//! Pre-triangulated elevation mesh.

use super::FormatError;

/// A mesh payload: a point cloud plus triangle strips indexing into it.
///
/// All integers are big-endian `u32`, floats big-endian `f32`:
/// point count, tile width, then `(x, height, y)` per point; strip count,
/// then per strip a vertex count followed by that many point indices.
#[derive(Debug, Clone, PartialEq)]
pub struct ElevationMesh {
    tile_width: u32,
    points: Vec<[f32; 3]>,
    strips: Vec<Vec<u32>>,
}

struct Cursor<'a> {
    data: &'a [u8],
    pos: usize,
}

impl Cursor<'_> {
    fn u32(&mut self) -> Result<u32, FormatError> {
        let end = self.pos + 4;
        let b = self.data.get(self.pos..end).ok_or(FormatError::Truncated)?;
        self.pos = end;
        Ok(u32::from_be_bytes([b[0], b[1], b[2], b[3]]))
    }

    fn f32(&mut self) -> Result<f32, FormatError> {
        Ok(f32::from_bits(self.u32()?))
    }
}

impl ElevationMesh {
    /// Parses a mesh payload.
    pub fn parse(data: &[u8]) -> Result<Self, FormatError> {
        let mut cur = Cursor { data, pos: 0 };

        let point_count = cur.u32()? as usize;
        let tile_width = cur.u32()?;
        // Each point needs 12 bytes; reject counts the payload cannot hold
        // before allocating for them.
        if data.len().saturating_sub(cur.pos) / 12 < point_count {
            return Err(FormatError::Truncated);
        }
        let mut points = Vec::with_capacity(point_count);
        for _ in 0..point_count {
            points.push([cur.f32()?, cur.f32()?, cur.f32()?]);
        }

        let strip_count = cur.u32()? as usize;
        if data.len().saturating_sub(cur.pos) / 4 < strip_count {
            return Err(FormatError::Truncated);
        }
        let mut strips = Vec::with_capacity(strip_count);
        for _ in 0..strip_count {
            let vertex_count = cur.u32()? as usize;
            if data.len().saturating_sub(cur.pos) / 4 < vertex_count {
                return Err(FormatError::Truncated);
            }
            let mut strip = Vec::with_capacity(vertex_count);
            for _ in 0..vertex_count {
                let index = cur.u32()?;
                if index as usize >= point_count {
                    return Err(FormatError::Corrupt("strip index out of range"));
                }
                strip.push(index);
            }
            strips.push(strip);
        }

        Ok(Self {
            tile_width,
            points,
            strips,
        })
    }

    /// Width of the tile the mesh coordinates are expressed in.
    pub fn tile_width(&self) -> u32 {
        self.tile_width
    }

    /// Mesh points as `(x, height, y)` triples.
    pub fn points(&self) -> &[[f32; 3]] {
        &self.points
    }

    /// Triangle strips, each a list of point indices.
    pub fn strips(&self) -> &[Vec<u32>] {
        &self.strips
    }
}
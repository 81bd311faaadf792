//! Core coordinate types.

use serde::Deserialize;
use thiserror::Error;

/// Errors for invalid tile coordinates or layer lookups.
#[derive(Debug, Clone, PartialEq, Error)]
pub enum CoordError {
    /// Layer index outside the configured layer set.
    #[error("invalid layer index {0}")]
    InvalidLayer(u8),

    /// Tile origin not aligned to the layer's tile grid.
    #[error("origin ({lon}, {lat}) not aligned to tile size {tile_size}")]
    Misaligned { lon: i32, lat: i32, tile_size: i32 },
}

/// Immutable identity of one map tile.
///
/// `lon`/`lat` are the map-unit coordinates of the tile's upper-left corner.
/// Equality and hashing are by value.
#[derive(Debug, Clone, Copy, PartialEq, Eq, Hash, PartialOrd, Ord)]
pub struct TileKey {
    /// Layer (zoom tier) index, coarsest = 0.
    pub layer: u8,
    /// Longitude of the tile origin in map units.
    pub lon: i32,
    /// Latitude of the tile origin in map units.
    pub lat: i32,
}

impl TileKey {
    /// Creates a tile key.
    #[inline]
    pub fn new(layer: u8, lon: i32, lat: i32) -> Self {
        Self { layer, lon, lat }
    }
}

impl std::fmt::Display for TileKey {
    fn fmt(&self, f: &mut std::fmt::Formatter<'_>) -> std::fmt::Result {
        write!(f, "L{}/{}_{}", self.layer, self.lon, self.lat)
    }
}

/// Geometry of one resolution layer.
#[derive(Debug, Clone, Deserialize)]
pub struct LayerGeometry {
    /// Edge length of a tile in map units.
    pub tile_size: i32,
    /// Whether elevation datasets exist for this layer.
    pub has_elevation: bool,
}

/// Ordered set of layers, coarsest first. Index = layer id.
#[derive(Debug, Clone, Default, Deserialize)]
pub struct LayerSet {
    layers: Vec<LayerGeometry>,
}

impl LayerSet {
    /// Builds a layer set from plain geometry data (coarsest first).
    pub fn new(layers: Vec<LayerGeometry>) -> Self {
        Self { layers }
    }

    /// Returns the geometry for a layer.
    pub fn get(&self, layer: u8) -> Result<&LayerGeometry, CoordError> {
        self.layers
            .get(layer as usize)
            .ok_or(CoordError::InvalidLayer(layer))
    }

    /// Number of layers.
    pub fn len(&self) -> usize {
        self.layers.len()
    }

    /// True when no layers are configured.
    pub fn is_empty(&self) -> bool {
        self.layers.is_empty()
    }

    /// Iterates layers coarsest to finest, paired with their index.
    pub fn iter(&self) -> impl Iterator<Item = (u8, &LayerGeometry)> {
        self.layers.iter().enumerate().map(|(i, l)| (i as u8, l))
    }

    /// Validates that a key's origin lies on its layer's grid.
    pub fn validate(&self, key: TileKey) -> Result<(), CoordError> {
        let layer = self.get(key.layer)?;
        if key.lon % layer.tile_size != 0 || key.lat % layer.tile_size != 0 {
            return Err(CoordError::Misaligned {
                lon: key.lon,
                lat: key.lat,
                tile_size: layer.tile_size,
            });
        }
        Ok(())
    }
}
//! Progressive imagery codec (WTS, "wavelet tile stream").
//!
//! A WTS stream holds one map tile as a reversible 5/3 wavelet pyramid. The
//! header carries the image geometry, the per-subband quantization table and
//! an explicit byte index of every code-block segment; the body carries, per
//! resolution tier, a bit-stuffed tier header (code-block inclusion and
//! skipped bit-planes, coded with tag trees over the block grid) followed by
//! the code-block segments themselves (per-sample significance via a tag
//! tree with rising bit-plane thresholds, then raw sign and refinement
//! bits).
//!
//! Decoding is progressive: a [`DecodeSession`] consumes one tier per call,
//! strictly in increasing order, carrying the reconstructed base band
//! forward between calls. Tier 0 is the base band alone; higher tiers add
//! the three detail subbands and run the inverse lifting.
//!
//! The matching forward encoder lives in [`encode`]; it exists for offline
//! tile preparation and for the test suite, not as a general-purpose image
//! coder.

mod bits;
mod block;
pub mod encode;
mod header;
mod lifting;
mod session;
mod tagtree;

pub use bits::{BitReader, BitWriter};
pub use header::{StreamHeader, SubbandKind, TierLayout};
pub use lifting::{
    analyze_highpass, analyze_lowpass, synthesize_highpass, synthesize_lowpass,
};
pub use session::{DecodeSession, TierPixels};
pub use tagtree::{TagTreeDecoder, TagTreeEncoder};

use thiserror::Error;

/// Largest tier count a stream may declare.
pub const MAX_TIERS: usize = 8;

/// Errors raised while parsing or decoding a tile stream.
#[derive(Debug, Error)]
pub enum CodecError {
    /// The stream ended before the expected data.
    #[error("truncated stream")]
    Truncated,

    /// The stream violates the format.
    #[error("malformed stream: {0}")]
    Malformed(&'static str),

    /// Tiers must be decoded strictly in increasing order.
    #[error("tier {got} decoded out of order (expected {expected})")]
    OutOfOrder { expected: u32, got: u32 },

    /// Scratch allocation failed; the session must be discarded.
    #[error("decoder scratch allocation failed")]
    Resource,
}

impl From<std::collections::TryReserveError> for CodecError {
    fn from(_: std::collections::TryReserveError) -> Self {
        CodecError::Resource
    }
}

/// Allocates a zero-filled buffer, reporting failure instead of aborting.
///
/// Decoder scratch can be large (a full tier of coefficients); an allocation
/// failure must surface as [`CodecError::Resource`] so the decode worker can
/// drop the session and keep running.
pub(crate) fn try_zeroed<T: Clone + Default>(len: usize) -> Result<Vec<T>, CodecError> {
    let mut v = Vec::new();
    v.try_reserve_exact(len)?;
    v.resize(len, T::default());
    Ok(v)
}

**What you need to do**
Within the listing above, filter for lines holding the string "TryReserveError" and copy each one.

**Task output**
impl From<std::collections::TryReserveError> for CodecError {
    fn from(_: std::collections::TryReserveError) -> Self {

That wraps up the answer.